■ THE PROBLEM
Bring together copies of the lines in the data below that contain the word "MutationError".

━━━ DATA FOR THE TASK ━━━

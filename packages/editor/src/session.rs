//! # Edit Session Management
//!
//! An EditSession is one client's working copy of a template: the document
//! being edited, the selected block, and whether there are unsaved changes.
//! Edits are local until the caller saves the patch from [`EditSession::to_patch`].

use crate::{EditorError, Mutation, MutationError, MutationResult};
use mailforge_compiler_html::{compile, compile_plain_text};
use mailforge_model::{Block, Context, Document, DocumentPatch, SaveOutcome, UserId, Visibility};
use std::collections::HashSet;

pub struct EditSession {
    /// Unique session identifier
    pub id: String,

    document: Document,
    selected_block: Option<String>,
    /// Ids removed during this session; never handed out again
    retired: HashSet<String>,
    dirty: bool,
    version: u64,
}

impl EditSession {
    pub fn new(id: impl Into<String>, document: Document) -> Self {
        Self {
            id: id.into(),
            document,
            selected_block: None,
            retired: HashSet::new(),
            dirty: false,
            version: 0,
        }
    }

    pub fn document(&self) -> &Document {
        &self.document
    }

    pub fn version(&self) -> u64 {
        self.version
    }

    pub fn is_dirty(&self) -> bool {
        self.dirty
    }

    /// Apply a mutation to the local document.
    ///
    /// Blocks created by the mutation become the selection; removing the
    /// selected block clears it. An id removed earlier in the session cannot
    /// be inserted again.
    pub fn apply(&mut self, mutation: Mutation) -> Result<MutationResult, EditorError> {
        if let Mutation::InsertBlock { block, .. } = &mutation {
            if self.retired.contains(&block.id) {
                return Err(MutationError::RetiredBlockId(block.id.clone()).into());
            }
        }

        let created_block = mutation.apply(&mut self.document)?;

        self.version += 1;
        self.dirty = true;

        if let Some(id) = &created_block {
            self.selected_block = Some(id.clone());
        }
        if let Mutation::RemoveBlock { block_id } = &mutation {
            if self.selected_block.as_deref() == Some(block_id.as_str()) {
                self.selected_block = None;
            }
            self.retired.insert(block_id.clone());
        }

        Ok(MutationResult {
            version: self.version,
            created_block,
        })
    }

    /// Apply several mutations, stopping at the first failure.
    pub fn apply_all(
        &mut self,
        mutations: impl IntoIterator<Item = Mutation>,
    ) -> Result<u64, EditorError> {
        for mutation in mutations {
            self.apply(mutation)?;
        }
        Ok(self.version)
    }

    /// Update selection
    pub fn select(&mut self, block_id: Option<&str>) -> Result<(), EditorError> {
        match block_id {
            Some(id) if self.document.find_block(id).is_none() => {
                Err(EditorError::UnknownSelection(id.to_string()))
            }
            other => {
                self.selected_block = other.map(str::to_string);
                Ok(())
            }
        }
    }

    pub fn selected_block(&self) -> Option<&Block> {
        self.selected_block
            .as_deref()
            .and_then(|id| self.document.find_block(id))
    }

    /// Compile the working copy to HTML.
    pub fn preview(&self, context: &Context) -> String {
        compile(Some(self.document.blocks.as_slice()), context)
    }

    /// Plain-text rendering of the working copy.
    pub fn preview_text(&self, context: &Context) -> String {
        compile_plain_text(Some(self.document.blocks.as_slice()), context)
    }

    /// The patch a save request carries: every editable field.
    pub fn to_patch(&self) -> Result<DocumentPatch, EditorError> {
        Ok(DocumentPatch {
            name: Some(self.document.name.clone()),
            category: Some(self.document.category.clone()),
            subject: Some(self.document.subject.clone()),
            description: Some(self.document.description.clone().unwrap_or_default()),
            blocks: Some(serde_json::to_value(&self.document.blocks)?),
            visibility: Some(self.document.visibility),
        })
    }

    /// Record a completed save.
    ///
    /// When the save forked the document, the working copy becomes the fork:
    /// new id, owned by `requester`, private, derived from the previous id.
    pub fn mark_saved(&mut self, outcome: &SaveOutcome, requester: &UserId) {
        if outcome.created {
            let previous = std::mem::replace(&mut self.document.id, outcome.id.clone());
            self.document.forked_from = Some(previous);
            self.document.owner = requester.clone();
            self.document.visibility = Visibility::Private;
        }
        self.dirty = false;
    }
}

#[cfg(test)]
mod tests {
    use super::*;
    use chrono::Utc;
    use mailforge_model::{defaults, BlockContent, BlockKind, DocumentId};

    fn document() -> Document {
        Document {
            id: DocumentId::new("t1"),
            owner: UserId::new("alice"),
            name: "Welcome".to_string(),
            category: "Onboarding".to_string(),
            subject: "Hi".to_string(),
            description: None,
            visibility: Visibility::Public,
            forked_from: None,
            blocks: defaults::default_blocks(),
            updated_at: Utc::now(),
        }
    }

    #[test]
    fn test_session_creation() {
        let session = EditSession::new("client-1", document());

        assert_eq!(session.id, "client-1");
        assert_eq!(session.version(), 0);
        assert!(!session.is_dirty());
        assert!(session.selected_block().is_none());
    }

    #[test]
    fn test_apply_bumps_version_and_selects_new_block() {
        let mut session = EditSession::new("client-1", document());
        let result = session
            .apply(Mutation::AddBlock { kind: BlockKind::Image, index: Some(0) })
            .unwrap();

        assert_eq!(result.version, 1);
        assert!(session.is_dirty());
        let selected = session.selected_block().unwrap();
        assert_eq!(Some(selected.id.clone()), result.created_block);
        assert_eq!(session.document().blocks[0].id, selected.id);
    }

    #[test]
    fn test_failed_mutation_changes_nothing() {
        let mut session = EditSession::new("client-1", document());
        let result = session.apply(Mutation::RemoveBlock { block_id: "nope".to_string() });

        assert!(result.is_err());
        assert_eq!(session.version(), 0);
        assert!(!session.is_dirty());
    }

    #[test]
    fn test_removing_selected_block_clears_selection() {
        let mut session = EditSession::new("client-1", document());
        session.select(Some("s2")).unwrap();
        session
            .apply(Mutation::RemoveBlock { block_id: "s2".to_string() })
            .unwrap();
        assert!(session.selected_block().is_none());
    }

    #[test]
    fn test_removed_block_id_is_not_reused() {
        let mut session = EditSession::new("client-1", document());
        session
            .apply(Mutation::RemoveBlock { block_id: "s1".to_string() })
            .unwrap();
        let version = session.version();

        let result = session.apply(Mutation::InsertBlock {
            block: Block::new("s1", BlockContent::Spacer),
            index: Some(0),
        });
        assert!(matches!(
            result,
            Err(EditorError::Mutation(MutationError::RetiredBlockId(ref id))) if id == "s1"
        ));
        assert_eq!(session.version(), version);
        assert!(session.document().find_block("s1").is_none());

        // A fresh id is still accepted.
        let result = session
            .apply(Mutation::InsertBlock {
                block: Block::new("s1-copy", BlockContent::Spacer),
                index: Some(0),
            })
            .unwrap();
        assert_eq!(result.created_block.as_deref(), Some("s1-copy"));
    }

    #[test]
    fn test_select_unknown_block() {
        let mut session = EditSession::new("client-1", document());
        assert!(matches!(
            session.select(Some("missing")),
            Err(EditorError::UnknownSelection(_))
        ));
        assert!(session.select(None).is_ok());
    }

    #[test]
    fn test_mark_saved_adopts_fork() {
        let mut session = EditSession::new("client-1", document());
        session
            .apply(Mutation::SetName { value: "Mine".to_string() })
            .unwrap();

        let bob = UserId::new("bob");
        let outcome = SaveOutcome {
            id: DocumentId::new("t2"),
            created: true,
        };
        session.mark_saved(&outcome, &bob);

        let doc = session.document();
        assert_eq!(doc.id, DocumentId::new("t2"));
        assert_eq!(doc.forked_from, Some(DocumentId::new("t1")));
        assert_eq!(doc.owner, bob);
        assert_eq!(doc.visibility, Visibility::Private);
        assert!(!session.is_dirty());
    }

    #[test]
    fn test_mark_saved_in_place_keeps_identity() {
        let mut session = EditSession::new("client-1", document());
        let outcome = SaveOutcome {
            id: DocumentId::new("t1"),
            created: false,
        };
        session.mark_saved(&outcome, &UserId::new("alice"));

        assert_eq!(session.document().id, DocumentId::new("t1"));
        assert_eq!(session.document().forked_from, None);
        assert_eq!(session.document().visibility, Visibility::Public);
    }
}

━━━

■ RESPONSE
use crate::{EditorError, Mutation, MutationError, MutationResult};
                return Err(MutationError::RetiredBlockId(block.id.clone()).into());
            Err(EditorError::Mutation(MutationError::RetiredBlockId(ref id))) if id == "s1"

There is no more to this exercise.